▸ **What to produce**: Filter out every line below that lacks "NewConversation", and copy the rest.

▸ **Input**:
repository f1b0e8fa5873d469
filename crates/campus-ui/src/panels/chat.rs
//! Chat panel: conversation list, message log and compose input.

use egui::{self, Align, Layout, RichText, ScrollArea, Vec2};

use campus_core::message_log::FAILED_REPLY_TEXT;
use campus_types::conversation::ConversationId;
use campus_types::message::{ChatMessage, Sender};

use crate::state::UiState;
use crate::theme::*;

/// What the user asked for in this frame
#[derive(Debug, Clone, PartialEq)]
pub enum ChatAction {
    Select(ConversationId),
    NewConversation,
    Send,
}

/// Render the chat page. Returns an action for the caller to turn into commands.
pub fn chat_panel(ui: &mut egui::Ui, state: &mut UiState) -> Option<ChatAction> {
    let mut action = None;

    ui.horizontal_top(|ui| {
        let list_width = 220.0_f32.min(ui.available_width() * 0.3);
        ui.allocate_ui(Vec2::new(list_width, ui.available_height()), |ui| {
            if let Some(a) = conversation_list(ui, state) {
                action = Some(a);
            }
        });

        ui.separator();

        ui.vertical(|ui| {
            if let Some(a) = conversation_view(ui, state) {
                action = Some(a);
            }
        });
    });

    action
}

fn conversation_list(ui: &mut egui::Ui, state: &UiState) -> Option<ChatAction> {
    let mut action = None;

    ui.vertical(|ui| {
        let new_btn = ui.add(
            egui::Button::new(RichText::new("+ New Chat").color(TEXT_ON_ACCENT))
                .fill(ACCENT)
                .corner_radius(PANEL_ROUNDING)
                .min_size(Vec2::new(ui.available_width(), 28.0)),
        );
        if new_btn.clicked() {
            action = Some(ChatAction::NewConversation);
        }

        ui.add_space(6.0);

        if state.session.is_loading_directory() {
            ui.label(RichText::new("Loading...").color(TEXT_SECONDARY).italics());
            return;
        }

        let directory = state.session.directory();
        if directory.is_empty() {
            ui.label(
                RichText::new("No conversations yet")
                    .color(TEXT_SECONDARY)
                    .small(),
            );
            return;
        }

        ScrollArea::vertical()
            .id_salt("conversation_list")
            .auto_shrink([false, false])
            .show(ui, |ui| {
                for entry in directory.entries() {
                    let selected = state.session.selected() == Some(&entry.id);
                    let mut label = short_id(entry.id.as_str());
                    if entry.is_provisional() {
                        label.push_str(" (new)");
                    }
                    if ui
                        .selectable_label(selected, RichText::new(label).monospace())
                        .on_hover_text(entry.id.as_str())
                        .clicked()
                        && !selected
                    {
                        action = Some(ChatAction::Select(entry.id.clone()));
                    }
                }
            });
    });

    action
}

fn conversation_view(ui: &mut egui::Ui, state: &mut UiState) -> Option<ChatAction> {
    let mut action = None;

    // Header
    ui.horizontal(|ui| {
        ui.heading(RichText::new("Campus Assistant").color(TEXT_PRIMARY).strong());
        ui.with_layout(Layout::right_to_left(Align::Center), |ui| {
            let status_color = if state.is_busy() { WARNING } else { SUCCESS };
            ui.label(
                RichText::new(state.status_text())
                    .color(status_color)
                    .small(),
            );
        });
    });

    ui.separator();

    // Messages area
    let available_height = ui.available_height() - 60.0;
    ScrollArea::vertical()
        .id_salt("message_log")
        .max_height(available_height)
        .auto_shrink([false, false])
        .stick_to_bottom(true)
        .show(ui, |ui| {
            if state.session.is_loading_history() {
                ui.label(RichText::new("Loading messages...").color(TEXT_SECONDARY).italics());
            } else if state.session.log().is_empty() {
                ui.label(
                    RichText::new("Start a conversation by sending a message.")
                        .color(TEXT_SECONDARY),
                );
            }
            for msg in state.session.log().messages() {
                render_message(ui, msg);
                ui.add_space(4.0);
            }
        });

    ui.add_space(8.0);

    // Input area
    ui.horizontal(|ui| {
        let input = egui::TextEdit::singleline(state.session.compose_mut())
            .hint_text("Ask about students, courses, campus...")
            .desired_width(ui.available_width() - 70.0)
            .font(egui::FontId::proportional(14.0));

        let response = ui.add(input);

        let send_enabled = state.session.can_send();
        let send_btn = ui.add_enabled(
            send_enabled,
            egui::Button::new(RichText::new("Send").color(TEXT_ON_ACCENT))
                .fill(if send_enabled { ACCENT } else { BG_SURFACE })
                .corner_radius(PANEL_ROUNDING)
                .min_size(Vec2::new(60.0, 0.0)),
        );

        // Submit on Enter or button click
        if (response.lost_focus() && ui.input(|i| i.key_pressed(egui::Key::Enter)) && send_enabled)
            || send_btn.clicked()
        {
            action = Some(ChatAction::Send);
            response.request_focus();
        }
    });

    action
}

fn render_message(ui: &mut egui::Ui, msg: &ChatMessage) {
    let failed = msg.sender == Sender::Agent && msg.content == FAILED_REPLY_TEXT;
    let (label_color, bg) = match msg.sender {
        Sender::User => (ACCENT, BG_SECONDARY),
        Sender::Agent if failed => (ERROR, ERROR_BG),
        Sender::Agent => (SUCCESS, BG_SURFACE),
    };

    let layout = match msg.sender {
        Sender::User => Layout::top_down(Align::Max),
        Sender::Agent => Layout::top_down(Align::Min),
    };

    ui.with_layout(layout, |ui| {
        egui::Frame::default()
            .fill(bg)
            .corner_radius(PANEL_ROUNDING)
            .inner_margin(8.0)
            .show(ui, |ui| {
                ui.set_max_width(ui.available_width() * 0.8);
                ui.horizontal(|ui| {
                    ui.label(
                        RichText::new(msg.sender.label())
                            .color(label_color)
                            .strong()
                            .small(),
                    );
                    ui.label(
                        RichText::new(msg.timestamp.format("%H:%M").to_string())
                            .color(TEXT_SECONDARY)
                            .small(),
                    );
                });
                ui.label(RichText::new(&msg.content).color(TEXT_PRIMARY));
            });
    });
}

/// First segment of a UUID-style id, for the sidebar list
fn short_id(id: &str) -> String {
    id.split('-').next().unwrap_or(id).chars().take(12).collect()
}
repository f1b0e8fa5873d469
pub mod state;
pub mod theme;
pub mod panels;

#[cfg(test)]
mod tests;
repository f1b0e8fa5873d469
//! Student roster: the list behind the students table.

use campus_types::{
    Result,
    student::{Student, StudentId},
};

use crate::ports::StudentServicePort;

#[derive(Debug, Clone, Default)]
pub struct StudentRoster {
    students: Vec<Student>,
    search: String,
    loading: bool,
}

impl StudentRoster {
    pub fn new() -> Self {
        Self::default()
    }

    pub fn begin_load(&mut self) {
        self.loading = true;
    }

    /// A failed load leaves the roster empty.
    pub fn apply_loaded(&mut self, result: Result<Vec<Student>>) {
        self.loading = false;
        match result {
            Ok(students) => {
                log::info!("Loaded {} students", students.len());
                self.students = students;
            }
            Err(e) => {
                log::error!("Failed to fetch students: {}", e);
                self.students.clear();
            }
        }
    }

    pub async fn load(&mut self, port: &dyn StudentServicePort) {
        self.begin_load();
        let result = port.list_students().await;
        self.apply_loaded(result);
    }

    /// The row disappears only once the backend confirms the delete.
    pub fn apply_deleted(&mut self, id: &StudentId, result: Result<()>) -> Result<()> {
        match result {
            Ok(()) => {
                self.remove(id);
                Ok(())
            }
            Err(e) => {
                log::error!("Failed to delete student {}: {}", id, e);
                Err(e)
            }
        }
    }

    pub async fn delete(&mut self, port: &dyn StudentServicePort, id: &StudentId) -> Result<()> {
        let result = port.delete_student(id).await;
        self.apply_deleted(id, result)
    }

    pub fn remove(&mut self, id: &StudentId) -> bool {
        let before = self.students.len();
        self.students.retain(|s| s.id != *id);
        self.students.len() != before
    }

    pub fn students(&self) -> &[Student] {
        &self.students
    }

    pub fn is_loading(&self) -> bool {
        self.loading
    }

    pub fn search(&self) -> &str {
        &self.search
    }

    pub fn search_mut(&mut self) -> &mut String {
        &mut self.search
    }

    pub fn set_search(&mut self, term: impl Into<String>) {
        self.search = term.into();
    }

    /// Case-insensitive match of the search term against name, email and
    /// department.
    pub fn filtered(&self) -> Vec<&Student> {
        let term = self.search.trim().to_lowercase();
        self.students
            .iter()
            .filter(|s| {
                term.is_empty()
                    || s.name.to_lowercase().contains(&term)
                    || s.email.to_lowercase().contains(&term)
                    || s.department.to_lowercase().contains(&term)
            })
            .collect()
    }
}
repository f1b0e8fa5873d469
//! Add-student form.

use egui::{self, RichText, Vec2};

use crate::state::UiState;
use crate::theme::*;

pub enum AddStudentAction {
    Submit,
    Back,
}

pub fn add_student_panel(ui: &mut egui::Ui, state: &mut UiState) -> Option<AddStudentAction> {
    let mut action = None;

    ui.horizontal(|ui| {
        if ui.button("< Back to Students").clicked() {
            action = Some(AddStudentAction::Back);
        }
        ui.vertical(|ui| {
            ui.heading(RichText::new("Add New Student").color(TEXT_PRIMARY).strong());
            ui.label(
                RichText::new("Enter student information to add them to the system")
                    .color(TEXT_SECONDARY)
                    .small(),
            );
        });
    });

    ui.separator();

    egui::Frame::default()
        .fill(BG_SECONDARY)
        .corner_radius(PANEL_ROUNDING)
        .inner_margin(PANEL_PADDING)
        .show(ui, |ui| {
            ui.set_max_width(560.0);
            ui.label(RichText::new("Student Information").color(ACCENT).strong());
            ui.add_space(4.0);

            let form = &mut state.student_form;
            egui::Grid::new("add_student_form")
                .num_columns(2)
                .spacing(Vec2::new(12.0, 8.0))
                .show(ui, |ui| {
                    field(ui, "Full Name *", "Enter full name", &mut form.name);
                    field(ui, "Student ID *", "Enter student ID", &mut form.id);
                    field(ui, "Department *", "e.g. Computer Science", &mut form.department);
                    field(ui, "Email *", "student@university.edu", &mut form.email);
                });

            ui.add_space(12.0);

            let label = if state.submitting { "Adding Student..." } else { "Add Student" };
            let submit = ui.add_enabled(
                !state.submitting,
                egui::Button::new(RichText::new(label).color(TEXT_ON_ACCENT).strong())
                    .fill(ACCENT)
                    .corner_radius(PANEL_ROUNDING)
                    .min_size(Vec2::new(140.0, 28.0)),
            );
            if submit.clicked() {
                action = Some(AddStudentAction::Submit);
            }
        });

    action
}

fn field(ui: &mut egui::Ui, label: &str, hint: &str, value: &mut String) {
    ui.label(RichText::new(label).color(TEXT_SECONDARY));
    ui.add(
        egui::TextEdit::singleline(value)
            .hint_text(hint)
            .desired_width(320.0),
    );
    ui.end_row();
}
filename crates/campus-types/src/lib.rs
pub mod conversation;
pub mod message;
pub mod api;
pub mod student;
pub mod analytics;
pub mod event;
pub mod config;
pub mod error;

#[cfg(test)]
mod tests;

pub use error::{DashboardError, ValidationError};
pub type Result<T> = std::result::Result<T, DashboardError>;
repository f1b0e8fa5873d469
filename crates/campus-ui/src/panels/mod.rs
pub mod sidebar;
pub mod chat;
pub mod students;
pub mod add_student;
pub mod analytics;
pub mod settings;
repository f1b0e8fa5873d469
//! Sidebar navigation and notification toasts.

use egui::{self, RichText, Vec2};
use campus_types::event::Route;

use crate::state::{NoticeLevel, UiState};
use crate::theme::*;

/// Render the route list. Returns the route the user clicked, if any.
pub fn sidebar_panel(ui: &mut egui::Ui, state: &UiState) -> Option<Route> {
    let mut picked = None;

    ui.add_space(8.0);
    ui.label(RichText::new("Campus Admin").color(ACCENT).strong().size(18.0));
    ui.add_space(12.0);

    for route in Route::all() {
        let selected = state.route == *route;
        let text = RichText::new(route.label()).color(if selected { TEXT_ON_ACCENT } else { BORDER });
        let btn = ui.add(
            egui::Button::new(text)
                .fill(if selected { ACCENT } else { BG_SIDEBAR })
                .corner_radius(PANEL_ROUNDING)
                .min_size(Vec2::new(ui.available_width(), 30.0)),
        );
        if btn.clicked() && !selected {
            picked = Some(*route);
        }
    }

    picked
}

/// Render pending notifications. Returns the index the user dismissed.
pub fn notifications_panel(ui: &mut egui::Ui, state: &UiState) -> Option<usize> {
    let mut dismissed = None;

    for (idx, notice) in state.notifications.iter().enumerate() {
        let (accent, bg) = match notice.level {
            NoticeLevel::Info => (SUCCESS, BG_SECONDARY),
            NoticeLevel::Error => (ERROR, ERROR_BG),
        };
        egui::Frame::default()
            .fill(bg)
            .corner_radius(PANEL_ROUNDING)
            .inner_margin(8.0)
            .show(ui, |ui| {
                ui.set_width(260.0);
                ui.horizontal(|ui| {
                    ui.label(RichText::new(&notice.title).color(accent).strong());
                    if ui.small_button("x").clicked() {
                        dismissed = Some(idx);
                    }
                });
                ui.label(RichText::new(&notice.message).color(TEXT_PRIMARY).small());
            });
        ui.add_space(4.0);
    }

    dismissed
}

▸ **Expected output**:
    NewConversation,
            action = Some(ChatAction::NewConversation);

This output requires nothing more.